[[ Data shown, beginning ]]

use chrono::{Duration, Utc};
use jsonwebtoken::{decode, encode, Algorithm, DecodingKey, EncodingKey, Header, Validation};
use serde::{de::DeserializeOwned, Deserialize, Serialize};
use uuid::Uuid;

use super::error::ServiceError;
use crate::config::JwtConfig;
use crate::models::{OAuthProfile, User};

/// HS256 codec for every token the service hands to browsers: OAuth state,
/// sign-up profile and the auth cookie payload.
#[derive(Clone)]
pub struct JwtService {
    encoding_key: EncodingKey,
    decoding_key: DecodingKey,
    state_token_expiry_minutes: i64,
    signup_token_expiry_minutes: i64,
}

/// Intent carried through the provider round trip.
#[derive(Debug, Clone, PartialEq, Eq, Serialize, Deserialize)]
pub struct StateClaims {
    pub provider: String,
    /// Absolute URL on the tenant host where the flow ends.
    pub redirect: String,
    /// Browser session that started the flow, empty for sign-up.
    pub identifier: String,
    #[serde(default, skip_serializing_if = "Option::is_none")]
    pub draft_code: Option<String>,
    pub exp: i64,
    pub iat: i64,
}

impl StateClaims {
    pub fn new(
        provider: &str,
        redirect: &str,
        identifier: &str,
        draft_code: Option<String>,
        ttl: Duration,
    ) -> Self {
        let now = Utc::now();
        Self {
            provider: provider.to_string(),
            redirect: redirect.to_string(),
            identifier: identifier.to_string(),
            draft_code: draft_code.filter(|c| !c.is_empty()),
            exp: (now + ttl).timestamp(),
            iat: now.timestamp(),
        }
    }
}

/// Profile handed to the sign-up page before an account exists.
#[derive(Debug, Clone, PartialEq, Eq, Serialize, Deserialize)]
pub struct OAuthClaims {
    pub provider: String,
    pub id: String,
    pub name: String,
    pub email: String,
    pub exp: i64,
    pub iat: i64,
}

/// Payload of the auth cookie.
#[derive(Debug, Clone, PartialEq, Eq, Serialize, Deserialize)]
pub struct UserClaims {
    pub user_id: Uuid,
    pub tenant_id: Uuid,
    pub name: String,
    #[serde(default)]
    pub email: Option<String>,
    pub exp: i64,
    pub iat: i64,
}

impl JwtService {
    pub fn new(config: &JwtConfig) -> Self {
        Self {
            encoding_key: EncodingKey::from_secret(config.secret.as_bytes()),
            decoding_key: DecodingKey::from_secret(config.secret.as_bytes()),
            state_token_expiry_minutes: config.state_token_expiry_minutes,
            signup_token_expiry_minutes: config.signup_token_expiry_minutes,
        }
    }

    pub fn state_ttl(&self) -> Duration {
        Duration::minutes(self.state_token_expiry_minutes)
    }

    pub fn encode_state(&self, claims: &StateClaims) -> Result<String, ServiceError> {
        self.encode(claims)
    }

    /// Bad signature, malformed token and elapsed expiry all come back as
    /// the same `InvalidState`.
    pub fn decode_state(&self, token: &str) -> Result<StateClaims, ServiceError> {
        self.decode(token).map_err(|_| ServiceError::InvalidState)
    }

    pub fn encode_signup(
        &self,
        provider: &str,
        profile: &OAuthProfile,
    ) -> Result<String, ServiceError> {
        let now = Utc::now();
        let claims = OAuthClaims {
            provider: provider.to_string(),
            id: profile.id.clone(),
            name: profile.name.clone(),
            email: profile.email.clone(),
            exp: (now + Duration::minutes(self.signup_token_expiry_minutes)).timestamp(),
            iat: now.timestamp(),
        };
        self.encode(&claims)
    }

    pub fn decode_signup(&self, token: &str) -> Result<OAuthClaims, ServiceError> {
        self.decode(token).map_err(|_| ServiceError::InvalidState)
    }

    pub fn encode_user(&self, user: &User, ttl: Duration) -> Result<String, ServiceError> {
        let now = Utc::now();
        let claims = UserClaims {
            user_id: user.user_id,
            tenant_id: user.tenant_id,
            name: user.name.clone(),
            email: user.email.clone(),
            exp: (now + ttl).timestamp(),
            iat: now.timestamp(),
        };
        self.encode(&claims)
    }

    pub fn decode_user(&self, token: &str) -> Option<UserClaims> {
        self.decode(token).ok()
    }

    fn encode<T: Serialize>(&self, claims: &T) -> Result<String, ServiceError> {
        encode(&Header::new(Algorithm::HS256), claims, &self.encoding_key)
            .map_err(|e| ServiceError::Internal(anyhow::anyhow!("Failed to sign token: {}", e)))
    }

    fn decode<T: DeserializeOwned>(&self, token: &str) -> Result<T, jsonwebtoken::errors::Error> {
        let mut validation = Validation::new(Algorithm::HS256);
        validation.leeway = 0;
        validation.validate_exp = true;

        decode::<T>(token, &self.decoding_key, &validation).map(|data| data.claims)
    }
}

[[ Data shown, end ]]

_Task directions_
Each record above should be output again exactly.

_Result of this task_
use chrono::{Duration, Utc};
use jsonwebtoken::{decode, encode, Algorithm, DecodingKey, EncodingKey, Header, Validation};
use serde::{de::DeserializeOwned, Deserialize, Serialize};
use uuid::Uuid;

use super::error::ServiceError;
use crate::config::JwtConfig;
use crate::models::{OAuthProfile, User};

/// HS256 codec for every token the service hands to browsers: OAuth state,
/// sign-up profile and the auth cookie payload.
#[derive(Clone)]
pub struct JwtService {
    encoding_key: EncodingKey,
    decoding_key: DecodingKey,
    state_token_expiry_minutes: i64,
    signup_token_expiry_minutes: i64,
}

/// Intent carried through the provider round trip.
#[derive(Debug, Clone, PartialEq, Eq, Serialize, Deserialize)]
pub struct StateClaims {
    pub provider: String,
    /// Absolute URL on the tenant host where the flow ends.
    pub redirect: String,
    /// Browser session that started the flow, empty for sign-up.
    pub identifier: String,
    #[serde(default, skip_serializing_if = "Option::is_none")]
    pub draft_code: Option<String>,
    pub exp: i64,
    pub iat: i64,
}

impl StateClaims {
    pub fn new(
        provider: &str,
        redirect: &str,
        identifier: &str,
        draft_code: Option<String>,
        ttl: Duration,
    ) -> Self {
        let now = Utc::now();
        Self {
            provider: provider.to_string(),
            redirect: redirect.to_string(),
            identifier: identifier.to_string(),
            draft_code: draft_code.filter(|c| !c.is_empty()),
            exp: (now + ttl).timestamp(),
            iat: now.timestamp(),
        }
    }
}

/// Profile handed to the sign-up page before an account exists.
#[derive(Debug, Clone, PartialEq, Eq, Serialize, Deserialize)]
pub struct OAuthClaims {
    pub provider: String,
    pub id: String,
    pub name: String,
    pub email: String,
    pub exp: i64,
    pub iat: i64,
}

/// Payload of the auth cookie.
#[derive(Debug, Clone, PartialEq, Eq, Serialize, Deserialize)]
pub struct UserClaims {
    pub user_id: Uuid,
    pub tenant_id: Uuid,
    pub name: String,
    #[serde(default)]
    pub email: Option<String>,
    pub exp: i64,
    pub iat: i64,
}

impl JwtService {
    pub fn new(config: &JwtConfig) -> Self {
        Self {
            encoding_key: EncodingKey::from_secret(config.secret.as_bytes()),
            decoding_key: DecodingKey::from_secret(config.secret.as_bytes()),
            state_token_expiry_minutes: config.state_token_expiry_minutes,
            signup_token_expiry_minutes: config.signup_token_expiry_minutes,
        }
    }

    pub fn state_ttl(&self) -> Duration {
        Duration::minutes(self.state_token_expiry_minutes)
    }

    pub fn encode_state(&self, claims: &StateClaims) -> Result<String, ServiceError> {
        self.encode(claims)
    }

    /// Bad signature, malformed token and elapsed expiry all come back as
    /// the same `InvalidState`.
    pub fn decode_state(&self, token: &str) -> Result<StateClaims, ServiceError> {
        self.decode(token).map_err(|_| ServiceError::InvalidState)
    }

    pub fn encode_signup(
        &self,
        provider: &str,
        profile: &OAuthProfile,
    ) -> Result<String, ServiceError> {
        let now = Utc::now();
        let claims = OAuthClaims {
            provider: provider.to_string(),
            id: profile.id.clone(),
            name: profile.name.clone(),
            email: profile.email.clone(),
            exp: (now + Duration::minutes(self.signup_token_expiry_minutes)).timestamp(),
            iat: now.timestamp(),
        };
        self.encode(&claims)
    }

    pub fn decode_signup(&self, token: &str) -> Result<OAuthClaims, ServiceError> {
        self.decode(token).map_err(|_| ServiceError::InvalidState)
    }

    pub fn encode_user(&self, user: &User, ttl: Duration) -> Result<String, ServiceError> {
        let now = Utc::now();
        let claims = UserClaims {
            user_id: user.user_id,
            tenant_id: user.tenant_id,
            name: user.name.clone(),
            email: user.email.clone(),
            exp: (now + ttl).timestamp(),
            iat: now.timestamp(),
        };
        self.encode(&claims)
    }

    pub fn decode_user(&self, token: &str) -> Option<UserClaims> {
        self.decode(token).ok()
    }

    fn encode<T: Serialize>(&self, claims: &T) -> Result<String, ServiceError> {
        encode(&Header::new(Algorithm::HS256), claims, &self.encoding_key)
            .map_err(|e| ServiceError::Internal(anyhow::anyhow!("Failed to sign token: {}", e)))
    }

    fn decode<T: DeserializeOwned>(&self, token: &str) -> Result<T, jsonwebtoken::errors::Error> {
        let mut validation = Validation::new(Algorithm::HS256);
        validation.leeway = 0;
        validation.validate_exp = true;

        decode::<T>(token, &self.decoding_key, &validation).map(|data| data.claims)
    }
}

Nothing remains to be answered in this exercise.